Hydropower capacity growth is expected to remain stable while renewables such as bioenergy, geothermal, concentrated solar and ocean energy are expected to decline without greater policy support. 

IEA attributes the growth to climate and energy security policies in nearly 140 countries that, combined with favorable economics, have made renewables cost-competitive with fossil-fired generation and fostered new demand from the private sector. 

The report projects that nearly 70 countries accounting for 80% of global generation capacity are on track to reach or exceed their 2030 goals. 

China is the standout among them, expected to account for 60% of the global expansion through 2030 thanks to its comprehensive support for utility-scale and distributed generation across all renewable technologies. 

In all, renewables would account for nearly half of global electricity generation by 2030. 

Potential stumbling blocks include high cost of capital in developing economies, weak grid infrastructure, inadequate auction visibility, unstable policy environments and curtailment of installed resources due to lagging grid investments and system integration. 

Also, at least 1,650 GW of renewable capacity in advanced stages of development is waiting for grid connection worldwide; some early-stage projects are dropping out of the queue due to lack of progress. 

And kinks remain in the supply chain: Record-low prices, a supply glut and manufacturing overcapacity exist for the solar industry, while the wind turbine sector is crimped by limited investment in new capacity. 

Finally, beyond power generation, fossil fuel demand continues to grow in the transport, industry and buildings sectors, the report states; almost 80% of total energy demand worldwide still will be met by fossil fuels in 2030, down from 87% in 2023. 

In the news release, IEA Executive Director Fatih Birol said: 

“Renewables are moving faster than national governments can set targets for. This is mainly driven not just by efforts to lower emissions or boost energy security — it’s increasingly because renewables today offer the cheapest option to add new power plants in almost all countries around the world. 

“This report shows that the growth of renewables, especially solar, will transform electricity systems across the globe this decade. Between now and 2030, the world is on course to add more than 5,500 gigawatts of renewable power capacity — roughly equal [to] the current power capacity of China, the [EU], India and the United States combined. By 2030, we expect renewables to be meeting half of global electricity demand.” 

Report Examines Grid Planning for Building Electrification

A new report argues that discussions about building electrification largely leave out one key issue: how to prepare the grid for the higher demand and new consumption patterns associated with the shift.

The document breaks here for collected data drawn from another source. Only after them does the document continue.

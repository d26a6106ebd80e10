//! Test support: a recording dispatcher and plan builders.
use crate::{
    cache::State,
    exec::Exec,
    plan::{Conditions, PlanBody, PlanNode},
    value::Value,
    CommandId, CommandRequest, Dispatcher, UpdateRequest,
};
use fxhash::FxHashMap;

/// A dispatcher backed by a plain value map that records every call
/// the executive makes.
#[derive(Debug, Default)]
pub(crate) struct NullWorld {
    pub(crate) values: FxHashMap<State, Value>,
    pub(crate) subscribed: Vec<State>,
    pub(crate) unsubscribed: Vec<State>,
    pub(crate) thresholds: Vec<(State, Value, Value)>,
    pub(crate) commands: Vec<CommandRequest>,
    pub(crate) aborts: Vec<CommandId>,
    pub(crate) updates: Vec<UpdateRequest>,
    pub(crate) lookups: usize,
    pub(crate) time: f64,
}

impl Dispatcher for NullWorld {
    fn lookup_now(&mut self, state: &State) -> Value {
        self.lookups += 1;
        if *state == State::time() {
            return Value::Real(self.time);
        }
        self.values.get(state).cloned().unwrap_or(Value::Unknown)
    }

    fn subscribe(&mut self, state: &State) {
        self.subscribed.push(state.clone());
    }

    fn unsubscribe(&mut self, state: &State) {
        self.unsubscribed.push(state.clone());
    }

    fn set_thresholds(&mut self, state: &State, high: &Value, low: &Value) {
        self.thresholds.push((state.clone(), high.clone(), low.clone()));
    }

    fn enqueue_command(&mut self, cmd: CommandRequest) {
        self.commands.push(cmd);
    }

    fn abort_command(&mut self, handle: CommandId) {
        self.aborts.push(handle);
    }

    fn enqueue_update(&mut self, upd: UpdateRequest) {
        self.updates.push(upd);
    }

    fn current_time(&mut self) -> f64 {
        self.time
    }
}

pub(crate) fn init() -> Exec<NullWorld> {
    let _ = env_logger::try_init();
    Exec::new(NullWorld::default())
}

pub(crate) fn node(id: &str, body: PlanBody) -> PlanNode {
    PlanNode {
        id: id.into(),
        priority: 0,
        variables: vec![],
        interface: vec![],
        conditions: Conditions::default(),
        body,
    }
}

The Energy Systems Integration Group’s (ESIG) “Grid Planning for Building Electrification” report seeks to start that conversation, with a focus on the increasing share of home heating being served by the grid, which has the biggest impact on overall demand patterns.

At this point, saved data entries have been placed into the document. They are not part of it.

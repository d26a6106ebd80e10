//! The runtime event loop.
use crate::{NodeSnapshot, RtConfig, RtEvent, ToRt, World};
use anyhow::Result;
use log::{debug, warn};
use planix_exec::{node::NodeState, Exec};
use std::time::Duration;
use tokio::{
    sync::mpsc::UnboundedReceiver,
    time::{self, Instant},
};

pub(crate) struct Rt<W: World> {
    exec: Exec<W>,
    sub: tokio::sync::mpsc::Sender<Vec<RtEvent>>,
    tick: Option<Duration>,
}

async fn maybe_tick(at: &mut Option<time::Interval>) -> Instant {
    match at {
        None => std::future::pending().await,
        Some(i) => i.tick().await,
    }
}

impl<W: World> Rt<W> {
    pub(crate) fn new(cfg: RtConfig<W>) -> Self {
        Self { exec: Exec::new(cfg.world), sub: cfg.sub, tick: cfg.tick }
    }

    /// Step to quiescence and publish whatever happened.
    async fn step_batch(&mut self) {
        let now = self.exec.world.current_time();
        let mut guard = 0usize;
        loop {
            self.exec.step(now);
            if !self.exec.needs_step() {
                break;
            }
            guard += 1;
            if guard > 1000 {
                warn!("executive did not settle at {now}, deferring to next wake");
                break;
            }
        }
        let batch: Vec<RtEvent> = self
            .exec
            .drain_transitions()
            .into_iter()
            .flat_map(|t| {
                let finished = t.to == NodeState::Finished
                    && self
                        .exec
                        .node_by_ident(&t.node)
                        .map(|n| self.exec.node(n).is_root())
                        .unwrap_or(false);
                let done = finished.then(|| RtEvent::PlanFinished(t.node.clone()));
                std::iter::once(RtEvent::Transition(t)).chain(done)
            })
            .collect();
        self.exec.delete_finished_plans();
        if !batch.is_empty() {
            if self.sub.send(batch).await.is_err() {
                debug!("no subscriber for step batch")
            }
        }
    }

    fn handle(&mut self, m: ToRt) {
        match m {
            ToRt::AddPlan { plan, res } => {
                let r = self.exec.add_plan(&plan).map(|id| self.exec.node(id).ident.clone());
                let _ = res.send(r);
            }
            ToRt::Inject { events } => self.exec.process_events(events),
            ToRt::Snapshot { ident, res } => {
                let snap = self.exec.node_by_ident(&ident).map(|id| {
                    let n = self.exec.node(id);
                    NodeSnapshot {
                        ident: n.ident.clone(),
                        state: n.state,
                        outcome: n.outcome,
                        failure: n.failure,
                    }
                });
                let _ = res.send(snap);
            }
        }
    }

    pub(crate) async fn run(mut self, mut to_rt: UnboundedReceiver<ToRt>) -> Result<()> {
        let mut ticker = self.tick.map(time::interval);
        let mut input: Vec<ToRt> = Vec::new();
        'main: loop {
            tokio::select! {
                n = to_rt.recv_many(&mut input, 1000) => {
                    if n == 0 {
                        break 'main Ok(());
                    }
                    for m in input.drain(..) {
                        self.handle(m);
                    }
                }
                evs = self.exec.world.poll() => {
                    self.exec.process_events(evs);
                }
                _ = maybe_tick(&mut ticker) => (),
            }
            // drain anything else that is already waiting so one
            // step sees the whole batch
            while let Ok(m) = to_rt.try_recv() {
                self.handle(m);
            }
            self.step_batch().await;
        }
    }
}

“Building electrification gets a lot of attention in the industry, but little information is available about what grid planners should do about it today,” said Sean Morash, chair of ESIG’s Grid Planning for Building Electrification Task Force. “This report bridges the gap between building energy modelers and grid planners, providing insights that will shape the distribution and bulk power systems that support our energy transition.”

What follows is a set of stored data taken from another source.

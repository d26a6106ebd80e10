//! The node model: the tree of little state machines that is a plan.
//!
//! Nodes live in an arena owned by the executive and reference each
//! other, their conditions, and their variables by id. Each node
//! also owns a node-state variable in the expression graph, an
//! Integer mirror of its state; ancestor conditions and the
//! children-finished aggregates listen to those instead of holding
//! back pointers into the node tree.
use crate::{
    expr::ExprId,
    slot_id,
    value::Value,
    CommandId,
};
use anyhow::{bail, Result};
use arcstr::ArcStr;
use enumflags2::bitflags;
use fxhash::FxHashMap;
use std::{fmt, str::FromStr};

pub mod transition;

pub use transition::Dest;

slot_id!(NodeId, "n");

macro_rules! named_enum {
    ($name:ident, $($variant:ident => $s:literal),+ $(,)?) => {
        impl $name {
            pub fn name(&self) -> &'static str {
                match self {
                    $($name::$variant => $s),+
                }
            }
        }

        impl fmt::Display for $name {
            fn fmt(&self, f: &mut fmt::Formatter<'_>) -> fmt::Result {
                write!(f, "{}", self.name())
            }
        }

        impl FromStr for $name {
            type Err = anyhow::Error;

            fn from_str(s: &str) -> Result<Self> {
                match s {
                    $($s => Ok($name::$variant),)+
                    s => bail!(concat!("not a ", stringify!($name), ": {}"), s),
                }
            }
        }
    };
}

/// Node state. The Integer coding is what node-state variables hold
/// in the expression graph.
#[derive(Debug, Clone, Copy, PartialEq, Eq, Hash, Serialize, Deserialize)]
#[repr(i32)]
pub enum NodeState {
    Inactive = 0,
    Waiting,
    Executing,
    IterationEnded,
    Finished,
    Failing,
    Finishing,
}

named_enum!(NodeState,
    Inactive => "INACTIVE",
    Waiting => "WAITING",
    Executing => "EXECUTING",
    IterationEnded => "ITERATION_ENDED",
    Finished => "FINISHED",
    Failing => "FAILING",
    Finishing => "FINISHING",
);

impl NodeState {
    pub fn as_value(&self) -> Value {
        Value::Int(*self as i32)
    }
}

#[derive(Debug, Clone, Copy, PartialEq, Eq, Hash, Serialize, Deserialize)]
pub enum NodeOutcome {
    None,
    Success,
    Failure,
    Skipped,
    Interrupted,
}

named_enum!(NodeOutcome,
    None => "NO_OUTCOME",
    Success => "SUCCESS",
    Failure => "FAILURE",
    Skipped => "SKIPPED",
    Interrupted => "INTERRUPTED",
);

#[derive(Debug, Clone, Copy, PartialEq, Eq, Hash, Serialize, Deserialize)]
pub enum FailureType {
    None,
    PreConditionFailed,
    PostConditionFailed,
    InvariantConditionFailed,
    ParentFailed,
    Exited,
    ParentExited,
}

named_enum!(FailureType,
    None => "NO_FAILURE",
    PreConditionFailed => "PRE_CONDITION_FAILED",
    PostConditionFailed => "POST_CONDITION_FAILED",
    InvariantConditionFailed => "INVARIANT_CONDITION_FAILED",
    ParentFailed => "PARENT_FAILED",
    Exited => "EXITED",
    ParentExited => "PARENT_EXITED",
);

#[derive(Debug, Clone, Copy, PartialEq, Eq, Hash, Serialize, Deserialize)]
pub enum NodeKind {
    Empty,
    List,
    Command,
    Assignment,
    Update,
    LibraryCall,
}

named_enum!(NodeKind,
    Empty => "Empty",
    List => "NodeList",
    Command => "Command",
    Assignment => "Assignment",
    Update => "Update",
    LibraryCall => "LibraryNodeCall",
);

impl NodeKind {
    /// List semantics: owns children and aggregates their states.
    pub fn is_list_like(&self) -> bool {
        matches!(self, NodeKind::List | NodeKind::LibraryCall)
    }
}

/// The condition slots every node carries. The bit positions are
/// used for the per state activation sets in [`transition`].
#[bitflags]
#[repr(u16)]
#[derive(Debug, Clone, Copy, PartialEq, Eq)]
pub enum Cond {
    Skip,
    Start,
    Pre,
    End,
    Post,
    Invariant,
    Exit,
    Repeat,
    ActionComplete,
    AbortComplete,
    AncEnd,
    AncExit,
    AncInvariant,
}

pub const NCONDS: usize = 13;

impl Cond {
    pub fn index(self) -> usize {
        (self as u16).trailing_zeros() as usize
    }

    pub const ALL: [Cond; NCONDS] = [
        Cond::Skip,
        Cond::Start,
        Cond::Pre,
        Cond::End,
        Cond::Post,
        Cond::Invariant,
        Cond::Exit,
        Cond::Repeat,
        Cond::ActionComplete,
        Cond::AbortComplete,
        Cond::AncEnd,
        Cond::AncExit,
        Cond::AncInvariant,
    ];
}

/// Which queue, if any, a node currently sits in. A node is in at
/// most one queue at a time; the executive asserts on this.
#[derive(Debug, Clone, Copy, PartialEq, Eq)]
pub enum QueueStatus {
    None,
    Candidate,
    Pending,
    Transition,
    FinishedRoot,
}

/// A variable visible in a node's scope, with the plan-load decision
/// of whether assignments through this name are legal (In interface
/// aliases and const variables are read only).
#[derive(Debug, Clone, Copy)]
pub struct Binding {
    pub expr: ExprId,
    pub writable: bool,
}

#[derive(Debug)]
pub struct CommandBody {
    pub name: ExprId,
    pub args: Vec<ExprId>,
    /// CommandHandle variable mirroring acks.
    pub ack_var: ExprId,
    /// Boolean variable set by the abort ack.
    pub abort_ack: ExprId,
    pub return_var: Option<ExprId>,
    /// The in-flight command instance, if any.
    pub handle: Option<CommandId>,
}

#[derive(Debug)]
pub struct AssignBody {
    /// The base variable being written.
    pub target: ExprId,
    /// Element index for array element assignment.
    pub index: Option<ExprId>,
    pub rhs: ExprId,
    /// Boolean variable the executive sets once the write happened.
    pub done: ExprId,
}

#[derive(Debug)]
pub struct UpdateBody {
    pub pairs: Vec<(ArcStr, ExprId)>,
    /// Boolean variable set by the update ack.
    pub ack_var: ExprId,
}

#[derive(Debug)]
pub enum Body {
    Empty,
    List,
    Command(CommandBody),
    Assignment(AssignBody),
    Update(UpdateBody),
}

#[derive(Debug)]
pub struct Node {
    pub ident: ArcStr,
    pub kind: NodeKind,
    pub state: NodeState,
    pub outcome: NodeOutcome,
    pub failure: FailureType,
    pub parent: Option<NodeId>,
    pub depth: u32,
    pub children: Vec<NodeId>,
    pub conds: [ExprId; NCONDS],
    /// Integer mirror of `state` in the expression graph.
    pub state_var: ExprId,
    /// Variables declared in this node, activated on first entry to
    /// Waiting and deactivated on entry to Finished.
    pub locals: Vec<ExprId>,
    /// Name resolution for this node's scope (locals plus interface
    /// aliases). Kept after load for introspection.
    pub names: FxHashMap<ArcStr, Binding>,
    pub body: Body,
    /// Assignment only; lower wins conflicts.
    pub priority: i32,
    pub queue: QueueStatus,
    /// Whether the locals are currently activated.
    pub vars_active: bool,
    /// Whether the body expressions (command name and arguments,
    /// assignment right hand side, update pair values) are
    /// currently activated.
    pub body_active: bool,
}

impl Node {
    pub fn cond(&self, c: Cond) -> ExprId {
        self.conds[c.index()]
    }

    pub fn is_root(&self) -> bool {
        self.parent.is_none()
    }
}

impl fmt::Display for Node {
    fn fmt(&self, f: &mut fmt::Formatter<'_>) -> fmt::Result {
        write!(
            f,
            "{} {} [{} {} {}]",
            self.kind, self.ident, self.state, self.outcome, self.failure
        )
    }
}

#[cfg(test)]
mod test {
    use super::*;

    #[test]
    fn state_names_round_trip() {
        for s in [
            NodeState::Inactive,
            NodeState::Waiting,
            NodeState::Executing,
            NodeState::IterationEnded,
            NodeState::Finished,
            NodeState::Failing,
            NodeState::Finishing,
        ] {
            assert_eq!(s.name().parse::<NodeState>().unwrap(), s);
        }
        assert!("BOGUS".parse::<NodeState>().is_err());
    }

    #[test]
    fn cond_indices_are_dense() {
        for (i, c) in Cond::ALL.iter().enumerate() {
            assert_eq!(c.index(), i);
        }
    }

    #[test]
    fn state_coding_matches_value() {
        assert_eq!(NodeState::Inactive.as_value(), Value::Int(0));
        assert_eq!(NodeState::Finishing.as_value(), Value::Int(6));
    }
}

The effects of load growth on the distribution system are often only a minor consideration, but the long lead time and extended life of power infrastructure means that decisions today will support society into the 2060s, the report said.

“Load impacts from building electrification will increase the seasonality and weather dependence of loads, as well as increase the vulnerability of the power system to extreme weather, largely due to heating demand,” the report said.

Building electrification promises one major shift for the grid: as electricity is increasingly used for heating, many regions will shift from summer to winter peaks. Increased adoption of heat pumps, which tend to be more efficient than air conditioners, mean that summer peaks could decline in some regions. And while solar output aligns with gross peaks in the summer, winter peaks happen just before the sun comes up.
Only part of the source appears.